(Stored data entries)
•••••

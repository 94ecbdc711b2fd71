//! Error types for key management
// Copyright 2025 Francisco F. Pinochet
//
// Licensed under the Apache License, Version 2.0 (the "License");
// you may not use this file except in compliance with the License.
// You may obtain a copy of the License at
//
//     http://www.apache.org/licenses/LICENSE-2.0
//
// Unless required by applicable law or agreed to in writing, software
// distributed under the License is distributed on an "AS IS" BASIS,
// WITHOUT WARRANTIES OR CONDITIONS OF ANY KIND, either express or implied.
// See the License for the specific language governing permissions and
// limitations under the License.


use thiserror::Error;

/// Key management errors
#[derive(Error, Debug)]
pub enum KeyError {
    #[error("Invalid key format: {0}")]
    InvalidFormat(String),

    #[error("Invalid public key: {0}")]
    InvalidPublicKey(String),

    #[error("Key agreement failed")]
    Agreement,

    #[error("Key derivation error: {0}")]
    Derivation(String),

    #[error("Encryption error: {0}")]
    Encryption(String),

    #[error("Decryption error: {0}")]
    Decryption(String),

    #[error("Random source error")]
    Random,
}

/// Result type for key operations
pub type KeyResult<T> = Result<T, KeyError>;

•••••

## Task statement
Scan the records above for the lines holding "Licensed under the" and "under the License.". Transcribe those two and every line between them word for word, and no others.

## Result below
// Licensed under the Apache License, Version 2.0 (the "License");
// you may not use this file except in compliance with the License.
// You may obtain a copy of the License at
//
//     http://www.apache.org/licenses/LICENSE-2.0
//
// Unless required by applicable law or agreed to in writing, software
// distributed under the License is distributed on an "AS IS" BASIS,
// WITHOUT WARRANTIES OR CONDITIONS OF ANY KIND, either express or implied.
// See the License for the specific language governing permissions and
// limitations under the License.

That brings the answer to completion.